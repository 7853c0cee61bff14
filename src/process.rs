//! The process-context contract: everything the syscall layer needs from
//! "the calling process" without this crate owning a process table,
//! scheduler, or address space of its own.

use std::sync::Arc;

use crate::error::{VfsError, VfsResult};
use crate::file::File;
use crate::inode::Inode;
use crate::param::NOFILE;

/// What the syscall layer (`crate::syscall`) needs from its caller: a
/// current-working-directory inode and a per-process file descriptor
/// table. A kernel embedding this crate implements this trait once per
/// process struct; `crate::testutil::TestProcess` is the in-crate test
/// double.
pub trait ProcessContext {
    fn cwd(&self) -> Arc<Inode>;
    fn set_cwd(&mut self, ip: Arc<Inode>);

    /// Finds the lowest-numbered free descriptor, installs `file`, and
    /// returns the descriptor number.
    fn fdalloc(&mut self, file: Arc<File>) -> VfsResult<i32>;

    fn fd(&self, fd: i32) -> VfsResult<Arc<File>>;

    /// Removes and returns the file at `fd`, leaving the slot free for
    /// reuse (used by `close` and by `dup`'s error paths).
    fn fd_take(&mut self, fd: i32) -> VfsResult<Arc<File>>;
}

/// A straightforward fixed-size file descriptor table, reusable by any
/// `ProcessContext` implementation (including `testutil::TestProcess`).
pub struct FdTable {
    slots: [Option<Arc<File>>; NOFILE],
}

impl FdTable {
    pub fn new() -> Self {
        Self { slots: Default::default() }
    }

    pub fn alloc(&mut self, file: Arc<File>) -> VfsResult<i32> {
        let slot = self.slots.iter().position(Option::is_none).ok_or(VfsError::BadFd)?;
        self.slots[slot] = Some(file);
        Ok(slot as i32)
    }

    pub fn get(&self, fd: i32) -> VfsResult<Arc<File>> {
        self.slots
            .get(fd as usize)
            .and_then(|s| s.clone())
            .ok_or(VfsError::BadFd)
    }

    pub fn take(&mut self, fd: i32) -> VfsResult<Arc<File>> {
        let slot = self.slots.get_mut(fd as usize).ok_or(VfsError::BadFd)?;
        slot.take().ok_or(VfsError::BadFd)
    }
}

impl Default for FdTable {
    fn default() -> Self {
        Self::new()
    }
}
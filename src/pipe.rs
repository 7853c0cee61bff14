//! A minimal blocking byte pipe. The full wait-channel/scheduler
//! integration xv6 uses is out of scope here; this is a self-contained
//! ring buffer a [`crate::file::File`] of type `Pipe` reads and writes
//! through.

use std::sync::{Condvar, Mutex};

use crate::error::{VfsError, VfsResult};

const PIPESIZE: usize = 512;

struct Inner {
    buf: [u8; PIPESIZE],
    nread: usize,
    nwrite: usize,
    read_open: bool,
    write_open: bool,
}

/// A shared pipe buffer; [`crate::file::File::Pipe`] variants hold a
/// cloned `Arc<Pipe>` plus a flag recording which end they are.
pub struct Pipe {
    state: Mutex<Inner>,
    not_empty: Condvar,
    not_full: Condvar,
}

impl Pipe {
    pub fn new() -> Self {
        Self {
            state: Mutex::new(Inner {
                buf: [0; PIPESIZE],
                nread: 0,
                nwrite: 0,
                read_open: true,
                write_open: true,
            }),
            not_empty: Condvar::new(),
            not_full: Condvar::new(),
        }
    }

    pub fn close_read(&self) {
        let mut s = self.state.lock().unwrap();
        s.read_open = false;
        self.not_full.notify_all();
    }

    pub fn close_write(&self) {
        let mut s = self.state.lock().unwrap();
        s.write_open = false;
        self.not_empty.notify_all();
    }

    /// Blocks until at least one byte is available or the write end has
    /// closed, then copies as much as fits into `buf`.
    pub fn read(&self, buf: &mut [u8]) -> VfsResult<usize> {
        let mut s = self.state.lock().unwrap();
        while s.nread == s.nwrite && s.write_open {
            s = self.not_empty.wait(s).unwrap();
        }
        let mut n = 0;
        while n < buf.len() && s.nread < s.nwrite {
            buf[n] = s.buf[s.nread % PIPESIZE];
            s.nread += 1;
            n += 1;
        }
        self.not_full.notify_all();
        Ok(n)
    }

    /// Blocks until there is room, writing `buf` in full unless the read
    /// end has closed (`VfsError::Io`, mirroring a `SIGPIPE`-style error).
    pub fn write(&self, buf: &[u8]) -> VfsResult<usize> {
        let mut s = self.state.lock().unwrap();
        let mut n = 0;
        while n < buf.len() {
            if !s.read_open {
                return Err(VfsError::Io);
            }
            if s.nwrite - s.nread == PIPESIZE {
                self.not_empty.notify_all();
                s = self.not_full.wait(s).unwrap();
                continue;
            }
            s.buf[s.nwrite % PIPESIZE] = buf[n];
            s.nwrite += 1;
            n += 1;
        }
        self.not_empty.notify_all();
        Ok(n)
    }
}

impl Default for Pipe {
    fn default() -> Self {
        Self::new()
    }
}

#[cfg(test)]
mod tests {
    use super::*;
    use std::sync::Arc;
    use std::thread;

    #[test]
    fn write_then_read_round_trips() {
        let pipe = Pipe::new();
        pipe.write(b"hello").unwrap();
        let mut buf = [0u8; 5];
        let n = pipe.read(&mut buf).unwrap();
        assert_eq!(&buf[..n], b"hello");
    }

    #[test]
    fn read_blocks_until_writer_produces() {
        let pipe = Arc::new(Pipe::new());
        let writer = pipe.clone();
        let handle = thread::spawn(move || {
            writer.write(b"later").unwrap();
        });
        let mut buf = [0u8; 5];
        let n = pipe.read(&mut buf).unwrap();
        handle.join().unwrap();
        assert_eq!(&buf[..n], b"later");
    }

    #[test]
    fn write_after_read_end_closed_errors() {
        let pipe = Pipe::new();
        pipe.close_read();
        assert!(pipe.write(b"x").is_err());
    }
}
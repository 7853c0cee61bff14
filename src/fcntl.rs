//! `open` mode flags.

use bitflags::bitflags;

bitflags! {
    pub struct OpenFlags: i32 {
        const O_RDONLY = 0;
        const O_WRONLY = 0x1;
        const O_RDWR = 0x2;
        const O_CREATE = 0x200;
        const O_TRUNC = 0x400;
    }
}

impl OpenFlags {
    pub fn readable(self) -> bool {
        !self.intersects(OpenFlags::O_WRONLY)
    }

    pub fn writable(self) -> bool {
        self.intersects(OpenFlags::O_WRONLY | OpenFlags::O_RDWR)
    }
}
//! The two lock tiers this crate's shared state is built on.
//!
//! [`Spinlock`] is the short, non-sleeping tier (protects the itable/dtable/
//! ftable allocation-and-refcount fields). [`Sleeplock`] is the per-inode
//! tier that may block the calling thread while I/O completes, and protects
//! every inode field other than `(dev, inum, ref)`.

mod sleeplock;
mod spinlock;

pub use sleeplock::{Sleeplock, SleeplockGuard};
pub use spinlock::{Spinlock, SpinlockGuard};
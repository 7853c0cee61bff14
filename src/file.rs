//! The file-descriptor layer: an open file as `read`/`write`/`stat` see
//! it, dispatching to an inode, a device, or a pipe.

use std::sync::atomic::{AtomicU32, Ordering};
use std::sync::Arc;

use crate::error::{VfsError, VfsResult};
use crate::inode::{Inode, InodeType, Itable};
use crate::param::{NDEV, NFILE};
use crate::pipe::Pipe;
use crate::stat::Stat;
use crate::vfs::SuperBlock;

/// A device's read/write entry points, indexed by major number. Device 0
/// is reserved and always absent, matching xv6's convention that major
/// number 0 never names a real device.
pub trait DeviceOps: Send + Sync {
    fn read(&self, buf: &mut [u8]) -> VfsResult<usize>;
    fn write(&self, buf: &[u8]) -> VfsResult<usize>;
}

/// The fixed-size major-number-indexed device table.
pub struct DeviceSwitch {
    devices: [Option<Arc<dyn DeviceOps>>; NDEV],
}

impl DeviceSwitch {
    pub fn new() -> Self {
        Self { devices: Default::default() }
    }

    pub fn register(&mut self, major: u16, ops: Arc<dyn DeviceOps>) {
        assert_ne!(major, 0, "major number 0 is reserved");
        self.devices[major as usize] = Some(ops);
    }

    pub fn get(&self, major: u16) -> VfsResult<Arc<dyn DeviceOps>> {
        self.devices
            .get(major as usize)
            .and_then(|d| d.clone())
            .ok_or(VfsError::InvalidArgument)
    }
}

impl Default for DeviceSwitch {
    fn default() -> Self {
        Self::new()
    }
}

enum Kind {
    Inode { ip: Arc<Inode>, sb: Arc<SuperBlock>, itable: Arc<Itable> },
    Device { ip: Arc<Inode>, major: u16, devsw: Arc<DeviceSwitch>, sb: Arc<SuperBlock>, itable: Arc<Itable> },
    Pipe { pipe: Arc<Pipe>, writable_end: bool },
}

/// An open file: shared between every descriptor/dup pointing at the same
/// open instance, each contributing to `readable`/`writable` and a shared
/// byte offset for inode-backed files.
pub struct File {
    kind: Kind,
    readable: bool,
    writable: bool,
    offset: AtomicU32,
}

impl File {
    /// Wraps an inode reference already `idup`-ed for this file; dropping
    /// the returned `File` releases it via `itable`.
    pub fn new_inode(ip: Arc<Inode>, sb: Arc<SuperBlock>, itable: Arc<Itable>, readable: bool, writable: bool) -> Self {
        Self {
            kind: Kind::Inode { ip, sb, itable },
            readable,
            writable,
            offset: AtomicU32::new(0),
        }
    }

    pub fn new_device(
        ip: Arc<Inode>,
        major: u16,
        devsw: Arc<DeviceSwitch>,
        itable: Arc<Itable>,
        sb: Arc<SuperBlock>,
        readable: bool,
        writable: bool,
    ) -> Self {
        Self {
            kind: Kind::Device { ip, major, devsw, sb, itable },
            readable,
            writable,
            offset: AtomicU32::new(0),
        }
    }

    pub fn new_pipe(pipe: Arc<Pipe>, writable_end: bool) -> Self {
        Self {
            readable: !writable_end,
            writable: writable_end,
            kind: Kind::Pipe { pipe, writable_end },
            offset: AtomicU32::new(0),
        }
    }

    /// Reads into `buf`, advancing this file's shared offset for
    /// inode-backed files.
    pub fn read(&self, buf: &mut [u8]) -> VfsResult<usize> {
        if !self.readable {
            return Err(VfsError::PermissionDenied);
        }
        match &self.kind {
            Kind::Inode { ip, .. } => {
                let guard = ip.lock()?;
                let off = self.offset.load(Ordering::Acquire);
                let n = guard.read(off, buf)?;
                self.offset.fetch_add(n as u32, Ordering::AcqRel);
                Ok(n)
            }
            Kind::Device { major, devsw, .. } => devsw.get(*major)?.read(buf),
            Kind::Pipe { pipe, .. } => pipe.read(buf),
        }
    }

    /// Writes `buf`, splitting into chunks no larger than
    /// [`crate::param::MAXOPBLOCKS`] blocks' worth of data so each chunk
    /// fits in one transaction.
    pub fn write(&self, buf: &[u8]) -> VfsResult<usize> {
        if !self.writable {
            return Err(VfsError::PermissionDenied);
        }
        match &self.kind {
            Kind::Inode { ip, sb, .. } => {
                let max = (crate::param::MAXOPBLOCKS - 1) * crate::param::BSIZE / 2;
                let mut done = 0;
                while done < buf.len() {
                    let take = (buf.len() - done).min(max.max(1));
                    let tx = sb.begin_transaction();
                    let mut guard = ip.lock()?;
                    let off = self.offset.load(Ordering::Acquire);
                    let n = guard.write(off, &buf[done..done + take], &tx)?;
                    guard.update(&tx)?;
                    drop(guard);
                    self.offset.fetch_add(n as u32, Ordering::AcqRel);
                    done += n;
                    if n < take {
                        return Err(VfsError::ShortWrite);
                    }
                }
                Ok(done)
            }
            Kind::Device { major, devsw, .. } => devsw.get(*major)?.write(buf),
            Kind::Pipe { pipe, .. } => pipe.write(buf),
        }
    }

    pub fn stat(&self) -> VfsResult<Stat> {
        match &self.kind {
            Kind::Inode { ip, .. } => Ok(ip.lock()?.stat()),
            Kind::Device { ip, .. } => Ok(ip.lock()?.stat()),
            Kind::Pipe { .. } => Err(VfsError::InvalidArgument),
        }
    }

    pub fn is_dir(&self) -> bool {
        match &self.kind {
            Kind::Inode { ip, .. } => ip.lock().map(|g| g.inner().typ == InodeType::Dir).unwrap_or(false),
            _ => false,
        }
    }
}

impl Drop for File {
    /// Releases whatever this file held. For a pipe end this closes it
    /// outright; for an inode or device, this is `fileclose`'s job in
    /// spec terms: release the logical reference `open` took via
    /// `itable.dup`, inside a fresh transaction since the last reference
    /// going away may free the inode's disk blocks.
    fn drop(&mut self) {
        match &self.kind {
            Kind::Pipe { pipe, writable_end } => {
                if *writable_end {
                    pipe.close_write();
                } else {
                    pipe.close_read();
                }
            }
            Kind::Inode { ip, sb, itable } | Kind::Device { ip, sb, itable, .. } => {
                let _tx = sb.begin_transaction();
                if let Err(e) = itable.put(ip.clone()) {
                    log::error!("file: failed to release inode dev {} inum {} on close: {}", ip.dev, ip.inum, e);
                }
            }
        }
    }
}

/// Fixed-capacity system-wide open file table.
pub struct Ftable {
    slots: std::sync::Mutex<Vec<Option<Arc<File>>>>,
}

impl Ftable {
    pub fn new() -> Self {
        Self { slots: std::sync::Mutex::new((0..NFILE).map(|_| None).collect()) }
    }

    /// Installs `file` into a free slot, returning a shared handle.
    pub fn alloc(&self, file: File) -> VfsResult<Arc<File>> {
        let mut slots = self.slots.lock().unwrap();
        let idx = slots.iter().position(Option::is_none).ok_or(VfsError::FileTableFull)?;
        let arc = Arc::new(file);
        slots[idx] = Some(arc.clone());
        Ok(arc)
    }

    /// Adds a reference to an already-open file; since [`File`] is always
    /// held behind `Arc`, this is `Arc::clone`.
    pub fn dup(file: &Arc<File>) -> Arc<File> {
        file.clone()
    }
}

impl Default for Ftable {
    fn default() -> Self {
        Self::new()
    }
}
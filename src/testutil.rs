//! In-memory test doubles: a `BlockDevice` backed by a `Vec`, a small
//! formatter that lays out a fresh xv6-style image, and a minimal
//! `ProcessContext` for driving the integration tests without a real
//! disk or scheduler.

use std::sync::{Arc, Mutex};

use zerocopy::AsBytes;

use crate::block::{BlockData, BlockDevice};
use crate::error::{VfsError, VfsResult};
use crate::file::File;
use crate::inode::Inode;
use crate::param::BSIZE;
use crate::process::{FdTable, ProcessContext};
use crate::xv6fs::{DiskSuperblock, Dirent, BPB, DIRSIZ, FSMAGIC, IPB, ROOTINO};

/// A whole-disk image kept in memory, addressed the same way a real block
/// device would be.
pub struct MemBlockDevice {
    blocks: Mutex<Vec<BlockData>>,
}

impl MemBlockDevice {
    pub fn new(nblocks: usize) -> Self {
        Self { blocks: Mutex::new(vec![[0u8; BSIZE]; nblocks]) }
    }
}

impl BlockDevice for MemBlockDevice {
    fn read_block(&self, _dev: u32, bno: u32) -> VfsResult<BlockData> {
        self.blocks
            .lock()
            .unwrap()
            .get(bno as usize)
            .copied()
            .ok_or(VfsError::Io)
    }

    fn write_block(&self, _dev: u32, bno: u32, data: &BlockData) -> VfsResult<()> {
        let mut blocks = self.blocks.lock().unwrap();
        let block = blocks.get_mut(bno as usize).ok_or(VfsError::Io)?;
        *block = *data;
        Ok(())
    }
}

/// Formats a fresh image: superblock, zeroed bitmap and inode blocks, and
/// a root directory inode containing `.` and `..`. Layout mirrors xv6's
/// `mkfs`: block 0 is the (unused, in this crate) boot block, block 1 is
/// the superblock, followed by the inode blocks, then the bitmap, then
/// data blocks.
pub fn mkfs(disk: &dyn BlockDevice, dev: u32, nblocks: u32, ninodes: u32) -> VfsResult<()> {
    let ninodeblocks = (ninodes as usize + IPB - 1) / IPB;
    let nbitmap = (nblocks as usize + BPB - 1) / BPB;
    let inodestart = 2u32;
    let bmapstart = inodestart + ninodeblocks as u32;
    let first_data_block = bmapstart + nbitmap as u32;

    let sb = DiskSuperblock {
        magic: FSMAGIC,
        size: nblocks,
        nblocks: nblocks - first_data_block,
        ninodes,
        nlog: 0,
        logstart: 0,
        inodestart,
        bmapstart,
    };
    let mut sb_block = [0u8; BSIZE];
    sb_block[..std::mem::size_of::<DiskSuperblock>()].copy_from_slice(sb.as_bytes());
    disk.write_block(dev, 1, &sb_block)?;

    for b in inodestart..first_data_block {
        disk.write_block(dev, b, &[0u8; BSIZE])?;
    }

    // Mark every block before `first_data_block` used in the bitmap.
    for bno in 0..first_data_block {
        mark_used(disk, dev, &sb, bno)?;
    }

    // Root directory inode.
    let root_data_block = first_data_block;
    mark_used(disk, dev, &sb, root_data_block)?;

    let mut dirblock = [0u8; BSIZE];
    let mut dot = Dirent { inum: ROOTINO as u16, name: [0; DIRSIZ] };
    dot.name[0] = b'.';
    let mut dotdot = Dirent { inum: ROOTINO as u16, name: [0; DIRSIZ] };
    dotdot.name[0] = b'.';
    dotdot.name[1] = b'.';
    dirblock[..Dirent::SIZE].copy_from_slice(dot.as_bytes());
    dirblock[Dirent::SIZE..2 * Dirent::SIZE].copy_from_slice(dotdot.as_bytes());
    disk.write_block(dev, root_data_block, &dirblock)?;

    let root_dinode = crate::xv6fs::Dinode {
        typ: 1,
        major: 0,
        minor: 0,
        nlink: 1,
        size: (2 * Dirent::SIZE) as u32,
        addrs: {
            let mut a = [0u32; crate::xv6fs::NDIRECT + 1];
            a[0] = root_data_block;
            a
        },
    };
    let mut block = disk.read_block(dev, sb.iblock(ROOTINO))?;
    let idx = (ROOTINO as usize % IPB) * std::mem::size_of::<crate::xv6fs::Dinode>();
    block[idx..idx + std::mem::size_of::<crate::xv6fs::Dinode>()].copy_from_slice(root_dinode.as_bytes());
    disk.write_block(dev, sb.iblock(ROOTINO), &block)?;

    Ok(())
}

fn mark_used(disk: &dyn BlockDevice, dev: u32, sb: &DiskSuperblock, bno: u32) -> VfsResult<()> {
    let mut bitmap = disk.read_block(dev, sb.bblock(bno))?;
    let bi = (bno % BPB as u32) as usize;
    bitmap[bi / 8] |= 1 << (bi % 8);
    disk.write_block(dev, sb.bblock(bno), &bitmap)
}

/// A single-threaded `ProcessContext` double: one current directory plus
/// a plain `FdTable`.
pub struct TestProcess {
    cwd: Arc<Inode>,
    fds: FdTable,
}

impl TestProcess {
    pub fn new(cwd: Arc<Inode>) -> Self {
        Self { cwd, fds: FdTable::new() }
    }
}

impl ProcessContext for TestProcess {
    fn cwd(&self) -> Arc<Inode> {
        self.cwd.clone()
    }

    fn set_cwd(&mut self, ip: Arc<Inode>) {
        self.cwd = ip;
    }

    fn fdalloc(&mut self, file: Arc<File>) -> VfsResult<i32> {
        self.fds.alloc(file)
    }

    fn fd(&self, fd: i32) -> VfsResult<Arc<File>> {
        self.fds.get(fd)
    }

    fn fd_take(&mut self, fd: i32) -> VfsResult<Arc<File>> {
        self.fds.take(fd)
    }
}
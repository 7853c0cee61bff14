//! A small name-lookup cache sitting in front of the directory scans that
//! [`crate::vfs::FsOps::dirlookup`] performs.
//!
//! xv6 itself re-scans a directory's entries on every lookup; this module
//! adds a fixed-capacity pool of `(parent, name) -> inode`, each slot
//! independently claimable and freeable, with no ordering guarantees
//! beyond "recently placed entries tend to survive a scan for a free
//! slot" (a FIFO approximation of LRU, not a real one). Unlike a plain
//! `inum` cache, a filled slot holds an actual logical reference on the
//! target inode (taken via [`Itable::dup`]) for as long as the slot stays
//! occupied, so a cache hit hands the caller a reference acquired from the
//! file system exactly as a fresh `dirlookup` + `iget` would — the caller
//! still owns it and must eventually `put` it.

use std::iter::FromIterator;
use std::sync::Arc;

use arrayvec::ArrayVec;

use crate::inode::{Inode, Itable};
use crate::lock::Spinlock;
use crate::param::NDENTRY;
use crate::xv6fs::DIRSIZ;

struct Dentry {
    dev: u32,
    parent_inum: u32,
    name: ArrayVec<u8, DIRSIZ>,
    ip: Option<Arc<Inode>>,
    used: bool,
}

impl Dentry {
    fn blank() -> Self {
        Self {
            dev: 0,
            parent_inum: 0,
            name: ArrayVec::new(),
            ip: None,
            used: false,
        }
    }

    fn matches(&self, dev: u32, parent_inum: u32, name: &[u8]) -> bool {
        self.used && self.dev == dev && self.parent_inum == parent_inum && self.name.as_slice() == name
    }
}

/// Bounded cache of `(dev, parent inode, name) -> inode` entries, each one
/// holding a logical reference on its target inode while occupied.
pub struct DentryCache {
    slots: Spinlock<ArrayVec<Dentry, NDENTRY>>,
}

impl DentryCache {
    pub fn new() -> Self {
        let mut slots = ArrayVec::new();
        for _ in 0..NDENTRY {
            slots.push(Dentry::blank());
        }
        Self { slots: Spinlock::new(slots) }
    }

    /// Looks up `(dev, parent_inum, name)` and, on a hit, returns a fresh
    /// reference to the cached inode (an `idup` on the slot's held
    /// reference) for the caller to eventually `put`.
    pub fn lookup(&self, itable: &Itable, dev: u32, parent_inum: u32, name: &[u8]) -> Option<Arc<Inode>> {
        let slots = self.slots.lock();
        slots
            .iter()
            .find(|d| d.matches(dev, parent_inum, name))
            .map(|d| itable.dup(d.ip.as_ref().expect("occupied dentry slot always holds an inode")))
    }

    /// Claims a free (or, failing that, the first occupied) slot, dupes
    /// `ip`'s reference into it, and returns the previous occupant's
    /// reference, if any, for the caller to release.
    ///
    /// Releasing the evicted reference (which may run `iput` down to a
    /// disk free) is the caller's job, not this method's: the cache's own
    /// spinlock must stay a short, non-sleeping critical section, and
    /// `Itable::put` can block and write to disk.
    fn dgetblank(&self, dev: u32, parent_inum: u32, name: &[u8], ip: &Arc<Inode>, itable: &Itable) -> Option<Arc<Inode>> {
        let mut slots = self.slots.lock();
        let idx = slots.iter().position(|d| !d.used).unwrap_or(0);
        let slot = &mut slots[idx];
        let evicted = slot.ip.take();
        slot.dev = dev;
        slot.parent_inum = parent_inum;
        slot.name = ArrayVec::from_iter(name.iter().copied());
        slot.ip = Some(itable.dup(ip));
        slot.used = true;
        evicted
    }

    /// Inserts `(dev, parent_inum, name) -> ip`, taking its own reference
    /// on `ip` via `itable.dup`. Called after a `dirlookup` hit, mirroring
    /// the invariant that a cached dentry carries a reference acquired
    /// from the file system.
    pub fn insert(&self, itable: &Itable, dev: u32, parent_inum: u32, name: &[u8], ip: &Arc<Inode>) {
        if name.len() > DIRSIZ {
            return;
        }
        if let Some(evicted) = self.dgetblank(dev, parent_inum, name, ip, itable) {
            let _ = itable.put(evicted);
        }
    }

    /// Drops any cached entry for `(dev, parent_inum, name)`, releasing
    /// the reference it held (`dfree`); called before `link`/`unlink`/
    /// `rename` change what a name resolves to.
    pub fn invalidate(&self, itable: &Itable, dev: u32, parent_inum: u32, name: &[u8]) {
        let freed = {
            let mut slots = self.slots.lock();
            slots.iter_mut().find(|d| d.matches(dev, parent_inum, name)).and_then(|slot| {
                slot.used = false;
                slot.ip.take()
            })
        };
        if let Some(ip) = freed {
            let _ = itable.put(ip);
        }
    }
}

impl Default for DentryCache {
    fn default() -> Self {
        Self::new()
    }
}

#[cfg(test)]
mod tests {
    use super::*;
    use crate::param::ROOTDEV;
    use crate::testutil::{mkfs, MemBlockDevice};
    use crate::vfs::FilesystemTypeRegistry;
    use crate::xv6fs::Xv6Fs;

    fn fixture() -> Itable {
        let disk = Arc::new(MemBlockDevice::new(64));
        mkfs(disk.as_ref(), ROOTDEV, 64, 20).unwrap();
        let ops = Arc::new(Xv6Fs::new(disk));
        let registry = FilesystemTypeRegistry::new();
        let sb = registry.mount("xv6fs", ops, ROOTDEV, "mem0").unwrap();
        Itable::new(sb)
    }

    #[test]
    fn insert_then_lookup_hits_and_dupes_a_reference() {
        let itable = fixture();
        let cache = DentryCache::new();
        let root = itable.root().unwrap();
        let before = root.refcount();

        cache.insert(&itable, root.dev, 999, b"foo", &root);
        assert_eq!(root.refcount(), before + 1, "insert must dup its own reference");

        let hit = cache.lookup(&itable, root.dev, 999, b"foo").unwrap();
        assert_eq!(hit.inum, root.inum);
        assert_eq!(root.refcount(), before + 2, "lookup hands the caller a fresh reference");
        itable.put(hit).unwrap();

        assert!(cache.lookup(&itable, root.dev, 999, b"bar").is_none());
        itable.put(root).unwrap();
    }

    #[test]
    fn invalidate_clears_entry_and_releases_its_reference() {
        let itable = fixture();
        let cache = DentryCache::new();
        let root = itable.root().unwrap();
        let before = root.refcount();

        cache.insert(&itable, root.dev, 999, b"foo", &root);
        assert_eq!(root.refcount(), before + 1);

        cache.invalidate(&itable, root.dev, 999, b"foo");
        assert_eq!(root.refcount(), before, "invalidate must release the held reference");
        assert!(cache.lookup(&itable, root.dev, 999, b"foo").is_none());

        itable.put(root).unwrap();
    }

    #[test]
    fn inserting_over_an_occupied_slot_releases_the_evicted_reference() {
        let itable = fixture();
        let cache = DentryCache::new();
        let root = itable.root().unwrap();

        // NDENTRY is small; fill every slot with the same target so the
        // next insert is guaranteed to evict rather than claim a blank one.
        for i in 0..NDENTRY {
            cache.insert(&itable, root.dev, i as u32, b"x", &root);
        }
        let before = root.refcount();
        cache.insert(&itable, root.dev, NDENTRY as u32, b"y", &root);
        assert_eq!(root.refcount(), before, "eviction must release exactly what the new insert added");

        itable.put(root).unwrap();
    }
}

▸ PROBLEM STATEMENT
Bring together every line in the entries that holds the string "DIRSIZ".

▸ TASK ANSWER
use crate::xv6fs::{DiskSuperblock, Dirent, BPB, DIRSIZ, FSMAGIC, IPB, ROOTINO};
    let mut dot = Dirent { inum: ROOTINO as u16, name: [0; DIRSIZ] };
    let mut dotdot = Dirent { inum: ROOTINO as u16, name: [0; DIRSIZ] };
use crate::xv6fs::DIRSIZ;
    name: ArrayVec<u8, DIRSIZ>,
        if name.len() > DIRSIZ {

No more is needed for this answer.